Moore was referring to the likelihood that Gov. Roy Cooper would veto the bill, meaning that all Republican House members would need to be willing to vote for an override.
Senate leader Phil Berger also told reporters that he didn’t think his chamber would take up the bill. Moore and Berger said they were satisfied with recent action to repeal permit requirements to buy a handgun. That bill became law after lawmakers voted to override a veto from Cooper.
“We’ve done away with the pistol purchase permit, which was the number-one goal of many of the gun rights groups for a long period of time,” Berger told reporters. “I just don’t know if there’s a need for us to delve into additional issues dealing with guns.”
Moore cited Berger’s position as another reason the House decided not to move forward with the bill. The move marks a rare victory for opponents of looser gun laws in a GOP-controlled legislature.
The gun-rights advocacy group Grass Roots North Carolina isn’t giving up on the concealed-carry repeal.
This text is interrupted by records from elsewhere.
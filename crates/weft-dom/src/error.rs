//! Error types

/// Errors raised by the node model.
///
/// Content-model violations are compile-time type errors and have no
/// runtime representation; this covers the places where arbitrary
/// strings enter the model instead.
#[derive(Debug, thiserror::Error)]
pub enum DomError {
    #[error("invalid tag name: {name:?}")]
    InvalidTagName { name: String },
}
It’s continuing to promote a petition calling on lawmakers to pass the measure. It argues that North Carolina is in a “disadvantaged minority” among states because 27 others don’t have concealed-carry permits.
The latest version of the bill would keep education requirements for gun owners who want to carry a concealed weapon, but without a permit process, law-enforcement agencies worry they wouldn’t know who was legally carrying a gun.